§ Required action:
Please report how many lines below contain "that", writing nothing except the number.
== Provided records ==
//! Inference error types.
//!
//! Every variant is a transport-level failure: once one reaches the
//! conversation driver the request ends with an `error` event.

use thiserror::Error;

/// Errors that can occur while talking to the model provider.
#[derive(Debug, Error)]
pub enum InferenceError {
    /// TCP/HTTP connection to the model endpoint failed.
    #[error("connection failed to {endpoint}: {reason}")]
    ConnectionFailed { endpoint: String, reason: String },

    /// The model endpoint did not respond within the configured timeout.
    #[error("inference timeout after {duration_secs}s")]
    Timeout { duration_secs: u64 },

    /// Every model in the fallback chain was unavailable.
    #[error("all models unavailable (tried: {})", attempted.join(", "))]
    AllModelsUnavailable { attempted: Vec<String> },

    /// Non-2xx HTTP response from the model endpoint.
    #[error("HTTP {status}: {body}")]
    HttpError { status: u16, body: String },

    /// SSE stream parsing or chunk-level error.
    #[error("stream error: {reason}")]
    StreamError { reason: String },

    /// Configuration loading or validation error.
    #[error("config error: {reason}")]
    ConfigError { reason: String },
}

impl InferenceError {
    /// Whether the next model in the fallback chain should be tried.
    ///
    /// 404 covers a model that is not deployed on this endpoint; 429 and 5xx
    /// are provider-side and may clear on another model.
    pub fn is_retriable(&self) -> bool {
        matches!(
            self,
            InferenceError::ConnectionFailed { .. }
                | InferenceError::Timeout { .. }
                | InferenceError::HttpError { status: 404, .. }
                | InferenceError::HttpError { status: 429, .. }
                | InferenceError::HttpError { status: 500..=504, .. }
        )
    }
}

#[cfg(test)]
mod tests {
    use super::*;

    #[test]
    fn test_is_retriable() {
        assert!(InferenceError::ConnectionFailed {
            endpoint: "".into(),
            reason: "".into()
        }
        .is_retriable());
        assert!(InferenceError::Timeout { duration_secs: 5 }.is_retriable());
        assert!(InferenceError::HttpError {
            status: 503,
            body: "".into()
        }
        .is_retriable());
        assert!(!InferenceError::HttpError {
            status: 401,
            body: "bad key".into()
        }
        .is_retriable());
        assert!(!InferenceError::StreamError {
            reason: "".into()
        }
        .is_retriable());
    }

    #[test]
    fn test_all_models_unavailable_message() {
        let err = InferenceError::AllModelsUnavailable {
            attempted: vec!["a".into(), "b".into()],
        };
        assert_eq!(err.to_string(), "all models unavailable (tried: a, b)");
    }
}
//! Inference Client: OpenAI-compatible chat completions.
//!
//! This module handles all communication with the model provider:
//! - Streaming chat completions over SSE
//! - Tool call fragment accumulation
//! - Fallback chain across configured endpoints
//! - The `ChatModel` trait the conversation driver depends on
//!
//! Any endpoint speaking the Chat Completions API works; switching provider
//! is a config change, not a code change.

pub mod client;
pub mod config;
pub mod errors;
pub mod model;
pub mod streaming;
pub mod types;

// Re-exports for convenience
pub use client::InferenceClient;
pub use config::{ModelConfig, ModelsConfig};
pub use errors::InferenceError;
pub use model::{ChatModel, ChunkStream};
pub use types::{ChatMessage, Role, StreamChunk, ToolCallRequest, ToolDefinition};
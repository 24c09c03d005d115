//! ConversationDriver: the turn loop between the model and the tools.
//!
//! One driver run handles one request:
//!
//! ```text
//! StreamingText ──(no calls)──────────────────────────────▶ Done
//!      │   └────(model error)─────────────────────────────▶ UpstreamFailed
//!      ▼ (calls)
//! AwaitingTools ──▶ ExecutingTools ──▶ StreamingText …
//!                        └──(internal_error)──────────────▶ InternalFailed
//! turn limit reached ─────────────────────────────────────▶ ToolLimitExceeded
//! client gone, at any point ──────────────────────────────▶ Cancelled
//! ```
//!
//! Text is forwarded to the client as it arrives. Tool failures are folded
//! back into the conversation for the model to react to; only transport
//! failures and internal errors end the request early.

use std::collections::HashSet;
use std::fmt;
use std::sync::Arc;

use futures::future::join_all;
use futures::StreamExt;
use uuid::Uuid;

use crate::inference::errors::InferenceError;
use crate::inference::model::ChatModel;
use crate::inference::types::ToolDefinition;
use crate::stores::ScopeKey;

use super::conversation::Conversation;
use super::emitter::StreamEmitter;
use super::errors::{AgentError, ToolErrorKind};
use super::operations::SYSTEM_PROMPT;
use super::tool_router::ToolRouter;
use super::types::{ChatMode, ChatRequest, ToolCallRequest, ToolResult, ToolState};

// ─── Constants ──────────────────────────────────────────────────────────────

/// Default maximum model round-trips per request.
pub const DEFAULT_MAX_TURNS: usize = 5;

const LIMIT_MESSAGE: &str = "I've reached the maximum number of steps I can take for one \
request, so I stopped here. Please check the results so far or rephrase your request.";

const NO_VALID_CALLS_MESSAGE: &str = "Tool invocation failed: no valid tool calls";

const INTERNAL_MESSAGE: &str = "An internal error occurred while running tools.";

// ─── State ──────────────────────────────────────────────────────────────────

#[derive(Debug, Clone, Copy, PartialEq, Eq)]
pub enum DriverState {
    StreamingText,
    AwaitingTools,
    ExecutingTools,
    Done,
    ToolLimitExceeded,
    UpstreamFailed,
    InternalFailed,
    Cancelled,
}

impl DriverState {
    pub fn is_terminal(&self) -> bool {
        !matches!(
            self,
            DriverState::StreamingText | DriverState::AwaitingTools | DriverState::ExecutingTools
        )
    }

    pub fn as_str(&self) -> &'static str {
        match self {
            DriverState::StreamingText => "streaming_text",
            DriverState::AwaitingTools => "awaiting_tools",
            DriverState::ExecutingTools => "executing_tools",
            DriverState::Done => "done",
            DriverState::ToolLimitExceeded => "tool_limit_exceeded",
            DriverState::UpstreamFailed => "upstream_failed",
            DriverState::InternalFailed => "internal_failed",
            DriverState::Cancelled => "cancelled",
        }
    }
}

impl fmt::Display for DriverState {
    fn fmt(&self, f: &mut fmt::Formatter<'_>) -> fmt::Result {
        f.write_str(self.as_str())
    }
}
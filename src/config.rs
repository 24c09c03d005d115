//! Application configuration.
//!
//! Loaded from `pai.yaml`. String values may reference the environment as
//! `${VAR}` or `${VAR:-default}`; interpolation happens on the raw text
//! before YAML parsing. Every section has defaults, so an empty file (or no
//! file at all) yields a runnable configuration.

use std::collections::BTreeMap;
use std::path::{Path, PathBuf};

use serde::Deserialize;
use thiserror::Error;

use crate::inference::ModelsConfig;

/// File name searched for when `PAI_CONFIG` is not set.
pub const CONFIG_FILE_NAME: &str = "pai.yaml";

/// Env var holding an explicit config path.
pub const CONFIG_ENV_VAR: &str = "PAI_CONFIG";

#[derive(Debug, Error)]
pub enum ConfigError {
    #[error("failed to read {path}: {reason}")]
    Read { path: String, reason: String },

    #[error("failed to parse {path}: {reason}")]
    Parse { path: String, reason: String },

    #[error("{var} points to missing file {path}")]
    Missing { var: &'static str, path: String },
}

// ─── Sections ───────────────────────────────────────────────────────────────

#[derive(Debug, Clone, Default, Deserialize)]
#[serde(default)]
pub struct AppConfig {
    pub server: ServerConfig,
    pub agent: AgentConfig,
    pub models: ModelsConfig,
    pub storage: StorageConfig,
    pub home_assistant: Option<HomeAssistantConfig>,
    pub vocabulary: VocabularyConfig,
    pub logging: LoggingConfig,
}

#[derive(Debug, Clone, Deserialize)]
#[serde(default)]
pub struct ServerConfig {
    pub bind: String,
    /// Expected `x-api-key` header value.
    pub api_key: String,
    /// Events buffered per request before the driver waits on the client.
    pub event_buffer: usize,
}

impl Default for ServerConfig {
    fn default() -> Self {
        Self {
            bind: "0.0.0.0:8000".into(),
            api_key: "test-key".into(),
            event_buffer: 64,
        }
    }
}

#[derive(Debug, Clone, Deserialize)]
#[serde(default)]
pub struct AgentConfig {
    /// Maximum model round-trips per request.
    pub max_turns: usize,
    pub parallel_tool_calls: bool,
    pub max_tool_result_chars: usize,
    /// Replaces the built-in system prompt.
    pub system_prompt: Option<String>,
}

impl Default for AgentConfig {
    fn default() -> Self {
        Self {
            max_turns: 5,
            parallel_tool_calls: false,
            max_tool_result_chars: 8_000,
            system_prompt: None,
        }
    }
}

#[derive(Debug, Clone, Default, Deserialize)]
#[serde(default)]
pub struct StorageConfig {
    /// SQLite file. Defaults to `<data_dir>/pai.db`.
    pub database_path: Option<String>,
}

impl StorageConfig {
    pub fn resolved_database_path(&self) -> PathBuf {
        match self.database_path {
            Some(ref path) => PathBuf::from(expand_tilde(path)),
            None => crate::data_dir().join("pai.db"),
        }
    }
}

#[derive(Debug, Clone, Deserialize)]
pub struct HomeAssistantConfig {
    pub base_url: String,
    pub token: String,
    #[serde(default = "default_ha_timeout_secs")]
    pub timeout_secs: u64,
}

fn default_ha_timeout_secs() -> u64 {
    10
}

/// Extra status words: `word -> canonical status`.
#[derive(Debug, Clone, Default, Deserialize)]
#[serde(default)]
pub struct VocabularyConfig {
    pub grocery: BTreeMap<String, String>,
    pub task: BTreeMap<String, String>,
}

#[derive(Debug, Clone, Copy, Default, PartialEq, Eq, Deserialize)]
#[serde(rename_all = "lowercase")]
pub enum LogFormat {
    #[default]
    Json,
    Pretty,
}

#[derive(Debug, Clone, Default, Deserialize)]
#[serde(default)]
pub struct LoggingConfig {
    pub format: LogFormat,
}

// ─── Loading ────────────────────────────────────────────────────────────────

/// Locate the config file.
///
/// 1. `PAI_CONFIG`, which must exist if set.
/// 2. `pai.yaml` in `start` or any ancestor.
///
/// `Ok(None)` means no file was found and defaults apply.
pub fn find_config_path(start: &Path) -> Result<Option<PathBuf>, ConfigError> {
    if let Ok(explicit) = std::env::var(CONFIG_ENV_VAR) {
        let path = PathBuf::from(expand_tilde(&explicit));
        if path.exists() {
            return Ok(Some(path));
        }
        return Err(ConfigError::Missing {
            var: CONFIG_ENV_VAR,
            path: path.display().to_string(),
        });
    }

    let mut dir = start.to_path_buf();
    loop {
        let candidate = dir.join(CONFIG_FILE_NAME);
        if candidate.exists() {
            return Ok(Some(candidate));
        }
        if !dir.pop() {
            return Ok(None);
        }
    }
}

/// Read, interpolate and parse one config file.
pub fn load_config(path: &Path) -> Result<AppConfig, ConfigError> {
    let raw = std::fs::read_to_string(path).map_err(|e| ConfigError::Read {
        path: path.display().to_string(),
        reason: e.to_string(),
    })?;
    parse_config(&raw).map_err(|e| ConfigError::Parse {
        path: path.display().to_string(),
        reason: e.to_string(),
    })
}

/// Find and load the config, falling back to defaults when there is no file.
pub fn load_or_default() -> Result<(AppConfig, Option<PathBuf>), ConfigError> {
    let cwd = std::env::current_dir().unwrap_or_default();
    match find_config_path(&cwd)? {
        Some(path) => Ok((load_config(&path)?, Some(path))),
        None => Ok((AppConfig::default(), None)),
    }
}

fn parse_config(raw: &str) -> Result<AppConfig, serde_yaml::Error> {
    let interpolated = interpolate_env_vars(raw);
    if interpolated.trim().is_empty() {
        return Ok(AppConfig::default());
    }
    serde_yaml::from_str(&interpolated)
}

// ─── Env-var interpolation ──────────────────────────────────────────────────

/// Replace `${VAR}` and `${VAR:-default}` in a string.
fn interpolate_env_vars(input: &str) -> String {
    let mut result = String::with_capacity(input.len());
    let mut chars = input.chars().peekable();

    while let Some(ch) = chars.next() {
        if ch == '$' && chars.peek() == Some(&'{') {
            chars.next();
            let mut var_expr = String::new();
            for c in chars.by_ref() {
                if c == '}' {
                    break;
                }
                var_expr.push(c);
            }
            result.push_str(&resolve_var_expr(&var_expr));
        } else {
            result.push(ch);
        }
    }

    result
}

/// Resolve `VAR` or `VAR:-default`. Unset or empty variables take the default.
fn resolve_var_expr(expr: &str) -> String {
    match expr.split_once(":-") {
        Some((name, default)) => std::env::var(name)
            .ok()
            .filter(|v| !v.is_empty())
            .unwrap_or_else(|| expand_tilde(default)),
        None => std::env::var(expr).unwrap_or_default(),
    }
}

/// Expand a leading `~` to the user's home directory.
fn expand_tilde(path: &str) -> String {
    if let Some(rest) = path.strip_prefix('~') {
        if let Some(home) = dirs::home_dir() {
            return format!("{}{rest}", home.display());
        }
    }
    path.to_string()
}

// ─── Tests ──────────────────────────────────────────────────────────────────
===
§ Result for this exercise:
2